INDIANAPOLIS – Fernando Alonso has hogged the headlines as the top rookie – albeit in name only – for this year’s 101st Indianapolis 500 presented by PennGrade Motor Oil.
But the Verizon IndyCar Series’ lone full-season rookie, Ed Jones, has been the revelation of the month of May and a potential spoiler in the works in today’s race.
The first driver from the United Arab Emirates to compete in the Indy 500 will roll off from 11th place in the No. 19 Boy Scouts of America Honda for Dale Coyne Racing.
This is the Indy Lights Presented by Cooper Tires champion’s first big oval race and the adjustment period to this full month has been something Jones has coped with well.
“It’s such a long month. It’s very tiring. And you try to rest as much as you can to be honest,” Jones told NBC Sports. “On those days off you rest, because it’s been so much driving – a week straight, and you have to be as efficient as you can on track. You have a lot of distractions.
“But it’s great the event is so big. There’s a lot I learned from Seb, which has been a massive help.”
Seb, of course, is Sebastien Bourdais – injured a little over a week ago but already having since been released from hospital and back at IMS today to have met his crew and met the media.

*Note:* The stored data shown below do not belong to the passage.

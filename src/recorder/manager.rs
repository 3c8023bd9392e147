use std::collections::{HashMap, VecDeque};
use std::sync::Arc;
use std::time::Duration;

use api::recorder::{RecordingStatus, StopReason};
use chrono::Local;
use tokio::sync::{Mutex, RwLock};
use tokio::time::Instant;
use tracing::{debug, error, info, warn};

use crate::config::{Config, EffectiveStreamConfig};
use crate::encoder::{build_command, Spawner};
use crate::error::RecordError;
use crate::result::Result;
use crate::source::{resolve_source, SourceRegistry};

use super::lease::{Lease, LeaseStore};
use super::recording::Recording;
use super::{RecordConfig, RecordOptions};

const EXIT_POLL_INTERVAL: Duration = Duration::from_secs(1);
const FINISHED_CAPACITY: usize = 256;

/// Registry of single recording jobs.
///
/// Cheap to clone; clones share the same registry.
#[derive(Clone)]
pub struct RecordingManager {
    inner: Arc<Inner>,
}

struct Inner {
    cfg: Arc<Config>,
    sources: Arc<dyn SourceRegistry>,
    spawner: Arc<dyn Spawner>,
    leases: LeaseStore,
    recordings: RwLock<HashMap<String, Arc<Recording>>>,
    /// Streams reserved by a longer lived owner, stream to owner id.
    /// Locked after `recordings`.
    holds: Mutex<HashMap<String, String>>,
    /// Final statuses of recently retired jobs, oldest first
    finished: Mutex<VecDeque<RecordingStatus>>,
}

async fn wait_deadline(deadline: Option<Instant>) {
    match deadline {
        Some(deadline) => tokio::time::sleep_until(deadline).await,
        None => std::future::pending().await,
    }
}

impl RecordingManager {
    pub fn new(
        cfg: Arc<Config>,
        sources: Arc<dyn SourceRegistry>,
        spawner: Arc<dyn Spawner>,
    ) -> Self {
        let leases = LeaseStore::new(cfg.recording.lease_dir());
        Self {
            inner: Arc::new(Inner {
                cfg,
                sources,
                spawner,
                leases,
                recordings: RwLock::new(HashMap::new()),
                holds: Mutex::new(HashMap::new()),
                finished: Mutex::new(VecDeque::new()),
            }),
        }
    }

    pub fn config(&self) -> &Arc<Config> {
        &self.inner.cfg
    }

    pub fn leases(&self) -> &LeaseStore {
        &self.inner.leases
    }

    /// Start a new job recording `stream`.
    ///
    /// The id is reserved before anything else happens, so a concurrent start with the
    /// same id fails with `AlreadyActive`. A stream can only have one live job.
    pub async fn start(
        &self,
        id: &str,
        stream: &str,
        options: RecordOptions,
    ) -> Result<Arc<Recording>> {
        self.start_for(id, stream, options, None).await
    }

    /// Like [`start`](Self::start), on behalf of `owner`. A stream held by `owner`
    /// accepts its jobs; a stream held by anyone else is busy.
    pub(crate) async fn start_for(
        &self,
        id: &str,
        stream: &str,
        options: RecordOptions,
        owner: Option<&str>,
    ) -> Result<Arc<Recording>> {
        let cfg = &self.inner.cfg;
        let effective = cfg.recording.resolve(stream);
        let job = RecordConfig::resolve(
            &options,
            &effective,
            &cfg.recording.base_path,
            &Local::now().naive_local(),
        );

        let recording = self.reserve(id, stream, job, owner).await?;
        match self.launch(&recording, &effective).await {
            Ok(()) => {
                self.supervise(recording.clone());
                Ok(recording)
            }
            Err(e) => {
                self.release(&recording).await;
                Err(e)
            }
        }
    }

    async fn reserve(
        &self,
        id: &str,
        stream: &str,
        job: RecordConfig,
        owner: Option<&str>,
    ) -> Result<Arc<Recording>> {
        let mut recordings = self.inner.recordings.write().await;
        if recordings.get(id).is_some_and(|r| !r.is_stopped()) {
            return Err(RecordError::already_active(id));
        }
        if let Some(busy) = recordings
            .values()
            .find(|r| r.stream() == stream && !r.is_stopped())
        {
            return Err(RecordError::stream_busy(stream, busy.id()));
        }
        if let Some(holder) = self.inner.holds.lock().await.get(stream) {
            if owner != Some(holder.as_str()) {
                return Err(RecordError::stream_busy(stream, holder));
            }
        }
        let recording = Arc::new(Recording::new(id, stream, job));
        recordings.insert(id.to_string(), recording.clone());
        Ok(recording)
    }

    /// Reserve `stream` for `owner` until [`release_hold`](Self::release_hold).
    ///
    /// While held, only [`start_for`](Self::start_for) with the same owner can start
    /// jobs on the stream, even between two of the owner's jobs.
    pub(crate) async fn hold(&self, stream: &str, owner: &str) -> Result<()> {
        let recordings = self.inner.recordings.write().await;
        if let Some(busy) = recordings
            .values()
            .find(|r| r.stream() == stream && !r.is_stopped())
        {
            return Err(RecordError::stream_busy(stream, busy.id()));
        }
        let mut holds = self.inner.holds.lock().await;
        if let Some(holder) = holds.get(stream) {
            return Err(RecordError::stream_busy(stream, holder));
        }
        holds.insert(stream.to_string(), owner.to_string());
        debug!(stream = %stream, owner = %owner, "[recording] stream held");
        Ok(())
    }

    pub(crate) async fn release_hold(&self, stream: &str, owner: &str) {
        let mut holds = self.inner.holds.lock().await;
        if holds.get(stream).is_some_and(|h| h == owner) {
            holds.remove(stream);
            debug!(stream = %stream, owner = %owner, "[recording] stream released");
        }
    }

    async fn release(&self, recording: &Arc<Recording>) {
        let mut recordings = self.inner.recordings.write().await;
        if recordings
            .get(recording.id())
            .is_some_and(|r| Arc::ptr_eq(r, recording))
        {
            recordings.remove(recording.id());
        }
    }

    async fn launch(
        &self,
        recording: &Arc<Recording>,
        effective: &EffectiveStreamConfig,
    ) -> Result<()> {
        let cfg = &self.inner.cfg;
        let stream = recording.stream();

        let source = resolve_source(cfg, stream);
        if source.is_internal() && self.inner.sources.lookup(stream).await.is_none() {
            warn!(stream = %stream, "[recording] stream not found and no direct source configured");
            return Err(RecordError::source_unavailable(stream));
        }

        let output = &recording.config().output;
        let parent = output.parent().filter(|p| !p.as_os_str().is_empty());
        if let Some(parent) = parent.filter(|_| cfg.recording.create_directories) {
            tokio::fs::create_dir_all(parent)
                .await
                .map_err(|e| RecordError::filesystem(parent, e))?;
        }

        let spec = build_command(&cfg.encoder, source.url(), recording.config(), effective);
        let pid = recording
            .start(
                self.inner.spawner.as_ref(),
                &spec,
                cfg.encoder.spawn_timeout(),
            )
            .await?;

        if let Some(pid) = pid {
            let lease = Lease {
                id: recording.id().to_string(),
                stream: stream.to_string(),
                pid,
                output: output.clone(),
                started_at: Local::now(),
            };
            if let Err(e) = self.inner.leases.write(&lease).await {
                warn!(id = %recording.id(), "[recording] failed to write lease: {:#}", e);
            }
        }
        Ok(())
    }

    /// Watches one job: enforces its duration cap, notices a dead encoder and
    /// retires the job once it is stopped.
    fn supervise(&self, recording: Arc<Recording>) {
        let manager = self.clone();
        tokio::spawn(async move {
            let deadline = recording.config().duration.map(|d| Instant::now() + d);
            let mut poll = tokio::time::interval(EXIT_POLL_INTERVAL);
            poll.set_missed_tick_behavior(tokio::time::MissedTickBehavior::Delay);
            loop {
                tokio::select! {
                    _ = wait_deadline(deadline) => {
                        info!(id = %recording.id(), "[recording] duration reached");
                        if let Err(e) = recording.stop(StopReason::DurationReached).await {
                            error!(id = %recording.id(), "[recording] {}", e);
                        }
                        break;
                    }
                    _ = poll.tick() => {
                        if recording.is_stopped() {
                            break;
                        }
                        if recording.poll_exit().await {
                            warn!(
                                id = %recording.id(),
                                stream = %recording.stream(),
                                "[recording] encoder exited unexpectedly"
                            );
                            break;
                        }
                    }
                }
            }
            manager.retire(&recording).await;
        });
    }

    /// Remove a stopped job from the registry and keep its final status
    async fn retire(&self, recording: &Arc<Recording>) {
        let mut recordings = self.inner.recordings.write().await;
        let current = recordings
            .get(recording.id())
            .is_some_and(|r| Arc::ptr_eq(r, recording));
        if !current {
            return;
        }
        recordings.remove(recording.id());
        self.inner.leases.remove(recording.id()).await;
        drop(recordings);

        let status = recording.status().await;
        let mut finished = self.inner.finished.lock().await;
        finished.retain(|s| s.id != status.id);
        finished.push_back(status);
        while finished.len() > FINISHED_CAPACITY {
            finished.pop_front();
        }
        debug!(id = %recording.id(), "[recording] retired");
    }

    /// Stop a job. Stopping a job that already finished is a no-op.
    pub async fn stop(&self, id: &str) -> Result<()> {
        let recording = self.inner.recordings.read().await.get(id).cloned();
        match recording {
            Some(recording) => {
                let outcome = recording.stop(StopReason::Requested).await;
                self.retire(&recording).await;
                outcome.map(|_| ())
            }
            None if self.finished_status(id).await.is_some() => Ok(()),
            None => Err(RecordError::not_found(id)),
        }
    }

    async fn finished_status(&self, id: &str) -> Option<RecordingStatus> {
        self.inner
            .finished
            .lock()
            .await
            .iter()
            .rev()
            .find(|s| s.id == id)
            .cloned()
    }

    pub async fn status(&self, id: &str) -> Result<RecordingStatus> {
        let recording = self.inner.recordings.read().await.get(id).cloned();
        match recording {
            Some(recording) => Ok(recording.status().await),
            None => self
                .finished_status(id)
                .await
                .ok_or_else(|| RecordError::not_found(id)),
        }
    }

    pub async fn get(&self, id: &str) -> Option<Arc<Recording>> {
        self.inner.recordings.read().await.get(id).cloned()
    }

    /// Statuses of every registered job, sorted by id
    pub async fn list(&self) -> Vec<RecordingStatus> {
        let recordings: Vec<Arc<Recording>> =
            self.inner.recordings.read().await.values().cloned().collect();
        let mut statuses = Vec::with_capacity(recordings.len());
        for recording in recordings {
            statuses.push(recording.status().await);
        }
        statuses.sort_by(|a, b| a.id.cmp(&b.id));
        statuses
    }

    pub async fn is_active(&self, id: &str) -> bool {
        self.inner
            .recordings
            .read()
            .await
            .get(id)
            .is_some_and(|r| r.is_active())
    }

    /// Whether a job for `stream` is starting or running, or the stream is held
    pub async fn is_stream_recording(&self, stream: &str) -> bool {
        let running = self
            .inner
            .recordings
            .read()
            .await
            .values()
            .any(|r| r.stream() == stream && !r.is_stopped());
        running || self.inner.holds.lock().await.contains_key(stream)
    }

    /// Stop every job whose id starts with `prefix`. Returns the ids that were stopped.
    pub async fn stop_with_prefix(&self, prefix: &str) -> Vec<String> {
        let ids: Vec<String> = self
            .inner
            .recordings
            .read()
            .await
            .keys()
            .filter(|id| id.starts_with(prefix))
            .cloned()
            .collect();

        let mut stopped = Vec::with_capacity(ids.len());
        for id in ids {
            match self.stop(&id).await {
                Ok(()) => stopped.push(id),
                Err(e) => error!(id = %id, "[recording] stop failed: {}", e),
            }
        }
        stopped
    }

    pub async fn stop_all(&self) -> Vec<String> {
        let stopped = self.stop_with_prefix("").await;
        if !stopped.is_empty() {
            info!("[recording] stopped {} recordings", stopped.len());
        }
        stopped
    }
}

Jones’ steely resolve and determination shone through as he got back in the car after Bourdais’ crash with no visible signs of being affected by it.
“I think it was a massive crash. But he was so lucky. He’s in a lot of pain, but it could have been a lot worse,” Jones said.
“We all know it’s a part of racing. When you’re pushing the limits here, the margin for error is so small. Accidents are very costly. You hate to see it. But it’s part of racing. I felt confident going out, and going quick again.”
Jones was a hard luck second in the 2016 Freedom 100 to Dean Stoneman by just 0.0024 of a second. Racing in the ‘500 is something that he relishes for the challenge of it and for what he has had to learn and comprehend.
“It’s a lot more intense now. It’s very tough! There’s lot more attention on what you do,” he said.
“But it’s about getting through. I’m really looking forward to the race. There’s so many things to think about. It’s even things like coming into pits off Turn 4, you’re getting tired, that gets tricky.”
Team owner Coyne has hailed Jones’ performance all year, and particularly at Indianapolis this month.
“Ed’s had a very good month. He’s done a tremendous job,” Coyne told NBC Sports.
“To come in here and qualify 11th as a rookie, the job he’s done all year. He’s been a very pleasant surprise. We knew he was a good racer, but we did not know he was a good qualifier! He’s turned out to be both, and he raced harder than in Indy Lights. He’s doing a very good job.”
Jones is one of three traditional rookies who got their training in the Mazda Road to Indy presented by Cooper Tires. He starts 11th while Jack Harvey starts 27th and Zach Veach starts 32nd.
Oh, and about that “other” rookie who rolls off fifth? Jones, like the Honey Badger, doesn’t give a you-know-what about Alonso. He just wants to beat him, same as another competitor on track. After all, Alexander Rossi won as a rookie from 11th on the grid last year.
“It can be annoying. But at the end of the day, I can’t do anything about that.
“If I beat the other rookies – and that includes him – people will notice me more.”